Copy out lines with the word "Timeout" from the material that follows.
[[ Data for review open ]]
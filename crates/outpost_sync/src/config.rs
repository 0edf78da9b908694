//! Configuration for the sync driver.

use crate::error::SyncError;
use outpost_core::CollectionKind;
use rand::Rng;
use std::time::Duration;

/// Configuration for sync operations.
#[derive(Debug, Clone)]
pub struct SyncConfig {
    /// Collections synced, in order. Defaults to all of them.
    pub collections: Vec<CollectionKind>,
    /// Maximum number of records per push request.
    pub push_batch_size: usize,
    /// Whether a cycle drains the tombstone queue.
    pub drain_tombstones: bool,
    /// Retry configuration.
    pub retry: RetryConfig,
}

impl SyncConfig {
    /// Creates a configuration syncing every collection.
    pub fn new() -> Self {
        Self {
            collections: CollectionKind::ALL.to_vec(),
            push_batch_size: 100,
            drain_tombstones: true,
            retry: RetryConfig::default(),
        }
    }

    /// Restricts sync to the given collections.
    pub fn with_collections(mut self, collections: impl IntoIterator<Item = CollectionKind>) -> Self {
        self.collections = collections.into_iter().collect();
        self
    }

    /// Sets the push batch size. Zero is treated as one.
    pub fn with_push_batch_size(mut self, size: usize) -> Self {
        self.push_batch_size = size.max(1);
        self
    }

    /// Enables or disables the tombstone drain phase.
    pub fn with_tombstone_drain(mut self, enabled: bool) -> Self {
        self.drain_tombstones = enabled;
        self
    }

    /// Sets the retry configuration.
    pub fn with_retry(mut self, retry: RetryConfig) -> Self {
        self.retry = retry;
        self
    }

    /// Push batch size actually used; never zero.
    pub(crate) fn batch_size(&self) -> usize {
        self.push_batch_size.max(1)
    }
}

impl Default for SyncConfig {
    fn default() -> Self {
        Self::new()
    }
}

/// Up to this fraction of a delay is added as random jitter.
const JITTER_FRACTION: f64 = 0.25;

/// Retry policy of [`crate::SyncEngine::sync_with_retry`].
///
/// Only errors that [`SyncError::is_retryable`] reports as transient are
/// retried. Waits grow geometrically from `initial_delay`, are capped at
/// `max_delay` and may carry jitter on top of the cap.
#[derive(Debug, Clone)]
pub struct RetryConfig {
    /// Attempts per call, the first one included.
    pub max_attempts: u32,
    /// Wait before the first retry.
    pub initial_delay: Duration,
    /// Upper bound of a wait, before jitter.
    pub max_delay: Duration,
    /// Growth factor per retry. Values below 1 and NaN count as 1.
    pub backoff_multiplier: f64,
    /// Adds up to 25% random extra wait.
    pub add_jitter: bool,
}

impl RetryConfig {
    /// Up to `max_attempts` tries, waiting 500 ms, 1 s, 2 s ... capped at 30 s.
    pub fn new(max_attempts: u32) -> Self {
        Self {
            max_attempts,
            initial_delay: Duration::from_millis(500),
            max_delay: Duration::from_secs(30),
            backoff_multiplier: 2.0,
            add_jitter: true,
        }
    }

    /// A single attempt.
    pub fn no_retry() -> Self {
        Self::new(1)
            .with_initial_delay(Duration::ZERO)
            .with_jitter(false)
    }

    /// Sets the wait before the first retry.
    pub fn with_initial_delay(mut self, delay: Duration) -> Self {
        self.initial_delay = delay;
        self
    }

    /// Sets the cap on a single wait.
    pub fn with_max_delay(mut self, delay: Duration) -> Self {
        self.max_delay = delay;
        self
    }

    /// Sets the growth factor per retry.
    pub fn with_backoff_multiplier(mut self, multiplier: f64) -> Self {
        self.backoff_multiplier = multiplier;
        self
    }

    /// Enables or disables jitter.
    pub fn with_jitter(mut self, enabled: bool) -> Self {
        self.add_jitter = enabled;
        self
    }

    /// Returns true if `error`, raised by the 0-indexed `attempt`, is
    /// worth another attempt.
    pub fn should_retry(&self, error: &SyncError, attempt: u32) -> bool {
        error.is_retryable() && attempt.saturating_add(1) < self.max_attempts
    }

    /// Wait before the 0-indexed `attempt`. The first attempt never waits.
    ///
    /// Never panics: a delay that does not fit a [`Duration`] becomes
    /// `max_delay`.
    pub fn delay_for_attempt(&self, attempt: u32) -> Duration {
        if attempt == 0 {
            return Duration::ZERO;
        }

        let exponent = i32::try_from(attempt - 1).unwrap_or(i32::MAX);
        let growth = self.backoff_multiplier.max(1.0).powi(exponent);
        let mut secs = (self.initial_delay.as_secs_f64() * growth).min(self.max_delay.as_secs_f64());
        if self.add_jitter && secs > 0.0 {
            secs += secs * rand::thread_rng().gen_range(0.0..JITTER_FRACTION);
        }

        Duration::try_from_secs_f64(secs).unwrap_or(self.max_delay)
    }
}

impl Default for RetryConfig {
    fn default() -> Self {
        Self::new(3)
    }
}

#[cfg(test)]
mod tests {
    use super::*;

    #[test]
    fn sync_config_builder() {
        let config = SyncConfig::new()
            .with_collections([CollectionKind::Entries, CollectionKind::Patrols])
            .with_push_batch_size(0)
            .with_tombstone_drain(false);

        assert_eq!(
            config.collections,
            vec![CollectionKind::Entries, CollectionKind::Patrols]
        );
        assert_eq!(config.push_batch_size, 1);
        assert!(!config.drain_tombstones);
    }

    #[test]
    fn default_syncs_everything() {
        let config = SyncConfig::default();
        assert_eq!(config.collections.len(), 8);
        assert!(config.drain_tombstones);
        assert_eq!(config.retry.max_attempts, 3);
    }

    #[test]
    fn retry_config_no_retry() {
        let config = RetryConfig::no_retry();
        assert_eq!(config.max_attempts, 1);
        assert_eq!(config.delay_for_attempt(3), Duration::ZERO);
    }

    #[test]
    fn retry_delay_calculation() {
        let config = RetryConfig::new(5)
            .with_initial_delay(Duration::from_millis(100))
            .with_backoff_multiplier(2.0);

        // First attempt has no delay
        assert_eq!(config.delay_for_attempt(0), Duration::ZERO);

        let delay1 = config.delay_for_attempt(1);
        assert!(delay1 >= Duration::from_millis(100));
        assert!(delay1 <= Duration::from_millis(125));

        let delay2 = config.delay_for_attempt(2);
        assert!(delay2 >= Duration::from_millis(200));
    }

    #[test]
    fn retry_delay_without_jitter_is_exact() {
        let config = RetryConfig::new(4)
            .with_initial_delay(Duration::from_millis(10))
            .with_jitter(false);
        assert_eq!(config.delay_for_attempt(3), Duration::from_millis(40));
    }

    #[test]
    fn retry_delay_respects_max() {
        let config = RetryConfig::new(10)
            .with_initial_delay(Duration::from_secs(1))
            .with_max_delay(Duration::from_secs(5))
            .with_backoff_multiplier(10.0);

        let delay = config.delay_for_attempt(5);
        assert!(delay <= Duration::from_millis(6250));
    }

    #[test]
    fn zero_batch_size_set_directly_is_clamped() {
        let config = SyncConfig {
            push_batch_size: 0,
            ..SyncConfig::default()
        };
        assert_eq!(config.batch_size(), 1);
    }

    #[test]
    fn retry_policy_follows_error_kind_and_budget() {
        let config = RetryConfig::new(3);
        assert!(config.should_retry(&SyncError::NotConnected, 0));
        assert!(config.should_retry(&SyncError::Timeout, 1));
        assert!(!config.should_retry(&SyncError::Timeout, 2));
        assert!(!config.should_retry(&SyncError::rejected("patrols", "denied"), 0));
        assert!(!RetryConfig::no_retry().should_retry(&SyncError::NotConnected, 0));
        assert!(!RetryConfig::new(u32::MAX).should_retry(&SyncError::Cancelled, 0));
    }

    #[test]
    fn shrinking_or_nan_multiplier_never_shrinks_the_delay() {
        for multiplier in [-2.0, 0.5, f64::NAN] {
            let config = RetryConfig::new(5)
                .with_initial_delay(Duration::from_millis(100))
                .with_backoff_multiplier(multiplier)
                .with_jitter(false);
            assert_eq!(config.delay_for_attempt(3), Duration::from_millis(100));
        }
    }

    #[test]
    fn huge_delays_are_capped_without_panicking() {
        let config = RetryConfig::new(u32::MAX)
            .with_initial_delay(Duration::MAX)
            .with_max_delay(Duration::MAX)
            .with_backoff_multiplier(f64::INFINITY);
        assert_eq!(config.delay_for_attempt(u32::MAX), Duration::MAX);

        let capped = config.with_max_delay(Duration::from_secs(1)).with_jitter(false);
        assert_eq!(capped.delay_for_attempt(40), Duration::from_secs(1));
    }
}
[[ Data for review closed ]]
* **Solution for this task**
        assert!(config.should_retry(&SyncError::Timeout, 1));
        assert!(!config.should_retry(&SyncError::Timeout, 2));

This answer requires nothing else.